In this tutorial, we'll explore how to implement meta learning techniques in PyTorch, with a specific focus on Model-Agnostic Meta-Learning (MAML), one of the most popular meta learning algorithms. By the end, you'll understand how to build models that can adapt to new tasks with just a few examples.

Prerequisites

Before diving into meta learning, you should have:

  • Intermediate knowledge of PyTorch
  • Understanding of gradient descent optimization
  • Familiarity with neural networks

Understanding Meta Learning

Meta learning addresses a fundamental challenge in machine learning: how can we create models that quickly adapt to new tasks with minimal data? This is particularly important in scenarios where collecting large amounts of data is expensive or impossible, such as in medical imaging or robotics.

Key Concepts

  1. Task Distribution: In meta learning, we assume there's a distribution of tasks that share some underlying structure.
  2. Support and Query Sets: For each task, we have:
    • A support set (few examples for adaptation)
    • A query set (for evaluation after adaptation)
  3. Meta-Training and Meta-Testing: We train the model across many tasks during meta-training and test its ability to adapt to new tasks during meta-testing.

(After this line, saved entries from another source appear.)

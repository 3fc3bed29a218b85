//! Reactive query engine: incremental materialized views over a store.
//!
//! A [`Query`] is registered with a [`Store`] via [`Store::query`] and
//! maintains a `matching` key set that is updated incrementally from each
//! store [`Change`] rather than rescanned from scratch, see
//! [`QueryInner::on_change`].

use std::cell::RefCell;
use std::panic::{self, AssertUnwindSafe};
use std::rc::Rc;

use indexmap::{IndexMap, IndexSet};
use tracing::warn;

use crate::error::Error;
use crate::store::{Change, Store};
use crate::value::Value;

type Predicate = dyn Fn(&IndexMap<String, Value>) -> bool;
type Subscriber = dyn Fn();
type ErrorHandler = dyn Fn(Error);

pub(crate) struct QueryInner {
    store: Store,
    predicate: Box<Predicate>,
    matching: IndexSet<String>,
    subscribers: Vec<(u64, Box<Subscriber>)>,
    on_error: Box<ErrorHandler>,
    next_subscriber_id: u64,
}

impl QueryInner {
    fn evaluate(&self, value: &IndexMap<String, Value>) -> bool {
        match panic::catch_unwind(AssertUnwindSafe(|| (self.predicate)(value))) {
            Ok(matched) => matched,
            Err(payload) => {
                let message = panic_message(&payload);
                warn!(error = %message, "query predicate faulted; treating as non-match");
                (self.on_error)(Error::PredicateFault { message });
                false
            }
        }
    }

    /// Applies one store `Change` to `inner`'s matching set in
    /// `puts → patches → deletes` order, firing every subscriber at most
    /// once if anything changed.
    pub(crate) fn on_change(inner: &Rc<RefCell<QueryInner>>, change: &Change) {
        let mut dirty = false;
        {
            let mut q = inner.borrow_mut();

            for (key, value) in &change.puts {
                if q.evaluate(value) {
                    q.matching.insert(key.clone());
                    dirty = true;
                }
            }

            for (key, value) in &change.patches {
                if q.evaluate(value) {
                    // Even if `key` was already in `matching`, its content
                    // changed, so subscribers still need to fire.
                    q.matching.insert(key.clone());
                    dirty = true;
                } else if q.matching.shift_remove(key) {
                    dirty = true;
                }
            }

            for key in &change.deletes {
                if q.matching.shift_remove(key) {
                    dirty = true;
                }
            }
        }

        if dirty {
            let q = inner.borrow();
            for (_, cb) in &q.subscribers {
                cb();
            }
        }
    }
}

fn panic_message(payload: &Box<dyn std::any::Any + Send>) -> String {
    if let Some(s) = payload.downcast_ref::<&str>() {
        (*s).to_string()
    } else if let Some(s) = payload.downcast_ref::<String>() {
        s.clone()
    } else {
        "predicate panicked".to_string()
    }
}

/// An unsubscribe handle returned by [`Query::on_change`].
///
/// Dropping it does nothing; call [`Unsubscribe::cancel`] explicitly to
/// remove the callback.
pub struct Unsubscribe {
    query: Rc<RefCell<QueryInner>>,
    id: u64,
}

impl Unsubscribe {
    /// Removes the associated subscriber callback.
    pub fn cancel(self) {
        self.query.borrow_mut().subscribers.retain(|(id, _)| *id != self.id);
    }
}

/// A live materialized view over a store for a client-supplied predicate.
pub struct Query {
    inner: Rc<RefCell<QueryInner>>,
}

impl Query {
    pub(crate) fn new(
        store: &Store,
        predicate: impl Fn(&IndexMap<String, Value>) -> bool + 'static,
    ) -> Self {
        let mut matching = IndexSet::new();
        for (key, value) in store.values() {
            if predicate(&value) {
                matching.insert(key);
            }
        }

        let inner = Rc::new(RefCell::new(QueryInner {
            store: store.clone(),
            predicate: Box::new(predicate),
            matching,
            subscribers: Vec::new(),
            on_error: Box::new(|err| warn!(%err, "unhandled query error")),
            next_subscriber_id: 0,
        }));
        store.register_query(&inner);
        Self { inner }
    }

    /// Installs a custom error handler, replacing the default (log and
    /// continue) behavior for [`Error::PredicateFault`]s raised by this
    /// query's predicate.
    pub fn on_error(&self, handler: impl Fn(Error) + 'static) {
        self.inner.borrow_mut().on_error = Box::new(handler);
    }

    /// Returns the current materialized view: every key whose decoded
    /// value satisfies the predicate, paired with that value.
    #[must_use]
    pub fn results(&self) -> IndexMap<String, IndexMap<String, Value>> {
        let q = self.inner.borrow();
        let store_values: IndexMap<_, _> = q.store.values().into_iter().collect();
        q.matching
            .iter()
            .filter_map(|k| store_values.get(k).map(|v| (k.clone(), v.clone())))
            .collect()
    }

    /// Registers a callback invoked once per store `Change` that affects
    /// this query's matching set.
    pub fn on_change(&self, cb: impl Fn() + 'static) -> Unsubscribe {
        let mut q = self.inner.borrow_mut();
        let id = q.next_subscriber_id;
        q.next_subscriber_id += 1;
        q.subscribers.push((id, Box::new(cb)));
        drop(q);
        Unsubscribe {
            query: Rc::clone(&self.inner),
            id,
        }
    }

    /// Drops all callbacks. The query self-unregisters from the store once
    /// every clone of this handle is dropped (the store only holds a weak
    /// reference).
    pub fn dispose(self) {
        self.inner.borrow_mut().subscribers.clear();
    }
}
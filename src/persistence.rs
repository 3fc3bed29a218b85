//! Persistence adapter contract and the core's persistence plugin.
//!
//! The backend itself (file, SQLite, IndexedDB, in-memory...) is an
//! external collaborator; this module defines only the [`PersistenceBackend`]
//! contract it must satisfy and the plugin that drives it.

use std::cell::Cell;
use std::rc::Rc;
use std::time::Duration;

use async_trait::async_trait;
use indexmap::IndexMap;
use serde::{Deserialize, Serialize};
use tracing::warn;

use crate::config::PersistenceConfig;
use crate::error::Error;
use crate::field::{from_wire, to_wire, EncodedDocument, WireDocument};
use crate::plugin::Plugin;
use crate::store::{MergeOptions, Store, WeakStore};
use crate::value::Value;

/// One entry of a [`Snapshot`]: a key paired with its raw encoded document.
#[derive(Debug, Clone, PartialEq, Serialize, Deserialize)]
pub struct SnapshotEntry {
    /// The document's key.
    pub key: String,
    /// The document's wire-form encoded value.
    pub value: WireDocument,
}

/// The full wire form exchanged with a [`PersistenceBackend`] or a sync
/// `push`/`pull` pair: an ordered sequence of `{key, value}` entries,
/// tombstones included.
pub type Snapshot = Vec<SnapshotEntry>;

/// Key-value back-end contract used by both the persistence and sync
/// plugins.
///
/// Implementations are external collaborators (file, SQLite, IndexedDB,
/// an in-memory map for tests); this crate only depends on the contract.
#[async_trait(?Send)]
pub trait PersistenceBackend {
    /// Loads the snapshot stored at `key`, or `None` if absent.
    ///
    /// # Errors
    ///
    /// Returns [`Error::AdapterFailure`] on any backend-level failure.
    async fn get(&self, key: &str) -> Result<Option<Snapshot>, Error>;

    /// Stores `value` at `key`, overwriting any previous snapshot.
    ///
    /// # Errors
    ///
    /// Returns [`Error::AdapterFailure`] on any backend-level failure.
    async fn set(&self, key: &str, value: Snapshot) -> Result<(), Error>;
}

/// Converts a store snapshot into its wire form.
#[must_use]
pub fn to_snapshot(entries: &[(String, EncodedDocument)]) -> Snapshot {
    entries
        .iter()
        .map(|(k, d)| SnapshotEntry {
            key: k.clone(),
            value: to_wire(d),
        })
        .collect()
}

/// Converts a wire snapshot into `(key, EncodedDocument)` pairs, skipping
/// (and logging) any entry whose eventstamp is malformed rather than
/// failing the whole ingestion.
#[must_use]
pub fn ingest_snapshot(snapshot: Snapshot) -> Vec<(String, EncodedDocument)> {
    let mut result = Vec::with_capacity(snapshot.len());
    for entry in snapshot {
        match from_wire(&entry.value) {
            Ok(doc) => result.push((entry.key, doc)),
            Err(err) => warn!(key = %entry.key, error = %err, "rejecting malformed snapshot entry"),
        }
    }
    result
}

/// The core's built-in persistence plugin.
///
/// At `init`, loads the saved snapshot (if any) and merges it in silently.
/// On every `Change`, schedules a trailing-edge-debounced write of the
/// store's current snapshot.
pub struct PersistencePlugin {
    store: WeakStore,
    backend: Rc<dyn PersistenceBackend>,
    config: PersistenceConfig,
    collection: String,
    on_error: Rc<dyn Fn(Error)>,
    generation: Rc<Cell<u64>>,
}

impl PersistencePlugin {
    /// Creates a persistence plugin for `collection`, backed by `backend`.
    ///
    /// Holds only a weak reference back to `store` — `store` itself owns
    /// this plugin once registered via [`Store::use_plugin`], and a strong
    /// reference here would form a reference cycle that never drops.
    #[must_use]
    pub fn new(
        store: &Store,
        collection: impl Into<String>,
        backend: Rc<dyn PersistenceBackend>,
        config: PersistenceConfig,
    ) -> Self {
        Self {
            store: store.downgrade(),
            backend,
            config,
            collection: collection.into(),
            on_error: Rc::new(|err| warn!(%err, "unhandled persistence adapter error")),
            generation: Rc::new(Cell::new(0)),
        }
    }

    /// Installs a custom handler for [`Error::AdapterFailure`]s raised by
    /// the backend, replacing the default (log and continue) behavior.
    pub fn on_error(&mut self, handler: impl Fn(Error) + 'static) {
        self.on_error = Rc::new(handler);
    }

    fn schedule_write(&self) {
        let generation = self.generation.get().wrapping_add(1);
        self.generation.set(generation);

        let backend = Rc::clone(&self.backend);
        let store = self.store.clone();
        let debounce = Duration::from_millis(self.config.debounce_ms);
        let key = self.config.resolve_key(&self.collection);
        let watch = Rc::clone(&self.generation);
        let on_error = Rc::clone(&self.on_error);

        tokio::task::spawn_local(async move {
            tokio::time::sleep(debounce).await;
            if watch.get() != generation {
                // Superseded by a later change; that write will flush this one.
                return;
            }
            let Some(store) = store.upgrade() else {
                // Store has been dropped; nothing left to persist.
                return;
            };
            let snapshot = to_snapshot(&store.snapshot());
            if let Err(err) = backend.set(&key, snapshot).await {
                warn!(error = %err, "persistence write failed");
                on_error(err);
            }
        });
    }
}

#[async_trait(?Send)]
impl Plugin for PersistencePlugin {
    fn name(&self) -> &str {
        "persistence"
    }

    async fn init(&mut self) -> Result<(), Error> {
        let Some(store) = self.store.upgrade() else {
            return Ok(());
        };
        let key = self.config.resolve_key(&self.collection);
        match self.backend.get(&key).await {
            Ok(Some(snapshot)) => {
                let entries = ingest_snapshot(snapshot);
                store.merge(entries, MergeOptions { silent: true })?;
            }
            Ok(None) => {}
            Err(err) => {
                (self.on_error)(err.clone());
                return Err(err);
            }
        }
        Ok(())
    }

    async fn dispose(&mut self) -> Result<(), Error> {
        // Bump the generation so any in-flight debounced write observes a
        // mismatch on wake and no-ops instead of writing after disposal.
        self.generation.set(self.generation.get().wrapping_add(1));
        Ok(())
    }

    fn on_put(&self, _puts: &[(String, IndexMap<String, Value>)]) {
        self.schedule_write();
    }

    fn on_patch(&self, _patches: &[(String, IndexMap<String, Value>)]) {
        self.schedule_write();
    }

    fn on_delete(&self, _deletes: &[String]) {
        self.schedule_write();
    }
}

Model-Agnostic Meta-Learning (MAML)

MAML is a powerful meta learning algorithm introduced by Chelsea Finn et al. The key insight of MAML is to find a good initialization for a model's parameters such that it can quickly adapt to new tasks with just a few gradient steps.

MAML Algorithm Overview

  1. Initialize model parameters θ
  2. For each task:
    • Create a copy of the model with parameters θ'
    • Update θ' with gradient descent on the support set
    • Evaluate the updated model on the query set
  3. Update the original parameters θ based on the performance across all tasks

Implementing MAML in PyTorch

Let's implement a simple version of MAML for a few-shot image classification task.

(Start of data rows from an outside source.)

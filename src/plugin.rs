//! Plugin lifecycle: ordered init/dispose and hook dispatch.
//!
//! A plugin is a factory `Store -> Handle`. The store owns every handle it
//! registers; a handle holds a `Store` clone only for the duration of its
//! own hook callbacks, never the other way around. There is no back-pointer
//! graph (mirrors the fan-out `CompositeMutationObserver` pattern this
//! crate's hook dispatch is patterned on).

use async_trait::async_trait;
use indexmap::IndexMap;

use crate::error::Error;
use crate::value::Value;

/// A registered plugin handle.
///
/// `init` and `dispose` may suspend (persistence/sync adapters do I/O);
/// the hook methods are synchronous and fire inline as part of the
/// store's change dispatch, which itself never suspends.
#[async_trait(?Send)]
pub trait Plugin {
    /// A short name used in lifecycle log lines.
    fn name(&self) -> &str;

    /// Runs once, in registration order, before the plugin observes any
    /// hooks.
    async fn init(&mut self) -> Result<(), Error> {
        Ok(())
    }

    /// Runs once, in reverse registration order, when the store (or an
    /// explicit dispose call) tears plugins down.
    async fn dispose(&mut self) -> Result<(), Error> {
        Ok(())
    }

    /// Called with the `puts` vector of every store `Change`.
    fn on_put(&self, _puts: &[(String, IndexMap<String, Value>)]) {}

    /// Called with the `patches` vector of every store `Change`.
    fn on_patch(&self, _patches: &[(String, IndexMap<String, Value>)]) {}

    /// Called with the `deletes` vector of every store `Change`.
    fn on_delete(&self, _deletes: &[String]) {}
}
//! Crate-level error taxonomy.
//!
//! Every fallible public operation returns a typed [`Result<_, Error>`]
//! rather than a string or a boxed trait object, so callers (and the
//! `onError` callbacks plugins forward faults through) can match on the
//! variant and decide programmatically.

use thiserror::Error;

/// The full set of faults the store, merge kernel, query engine, and plugin
/// lifecycle can surface.
#[derive(Debug, Error, Clone, PartialEq)]
pub enum Error {
    /// A field at `path` is a leaf on one side of a merge and a nested
    /// document on the other. Fatal: the merge aborts without partially
    /// applying either side.
    #[error("structure mismatch at `{path}`: field on one side, document on the other")]
    StructureMismatch {
        /// Dot-joined path to the offending key, from the document root.
        path: String,
    },

    /// A snapshot entry carried an eventstamp that did not match the
    /// canonical wire form. The offending document is rejected; ingestion
    /// of the remaining snapshot continues.
    #[error("malformed eventstamp: `{value}`")]
    MalformedEventstamp {
        /// The raw string that failed to parse.
        value: String,
    },

    /// A persistence or sync adapter call failed. The core never retries;
    /// the adapter is responsible for its own retry policy.
    #[error("adapter failure: {message}")]
    AdapterFailure {
        /// Description of the underlying adapter failure.
        message: String,
    },

    /// A query predicate faulted while being evaluated. The item is treated
    /// as non-matching; the fault is reported, never propagated to the
    /// caller of the mutation that triggered re-evaluation.
    #[error("predicate fault: {message}")]
    PredicateFault {
        /// Description of the underlying predicate fault.
        message: String,
    },
}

First, let's set up our environment:

python
import torch
import torch.nn as nn
import torch.nn.functional as F
import torch.optim as optim
import numpy as np
from copy import deepcopy

Define a simple CNN model:

python
class SimpleCNN(nn.Module):
def __init__(self, num_classes):
super(SimpleCNN, self).__init__()
self.conv1 = nn.Conv2d(3, 64, 3, padding=1)
self.conv2 = nn.Conv2d(64, 64, 3, padding=1)
self.conv3 = nn.Conv2d(64, 64, 3, padding=1)
self.conv4 = nn.Conv2d(64, 64, 3, padding=1)
self.pool = nn.MaxPool2d(2, 2)
self.fc = nn.Linear(64 * 5 * 5, num_classes)

def forward(self, x):
x = F.relu(self.conv1(x))
x = self.pool(F.relu(self.conv2(x)))
x = F.relu(self.conv3(x))
x = self.pool(F.relu(self.conv4(x)))
x = x.view(-1, 64 * 5 * 5)
x = self.fc(x)
return x

Implement the MAML algorithm:

python
class MAML:
def __init__(self, model, inner_lr=0.01, meta_lr=0.001, num_inner_steps=5):
self.model = model
self.inner_lr = inner_lr # Learning rate for task adaptation
self.meta_lr = meta_lr # Learning rate for meta-update
self.num_inner_steps = num_inner_steps # Number of adaptation steps
self.meta_optimizer = optim.Adam(model.parameters(), lr=self.meta_lr)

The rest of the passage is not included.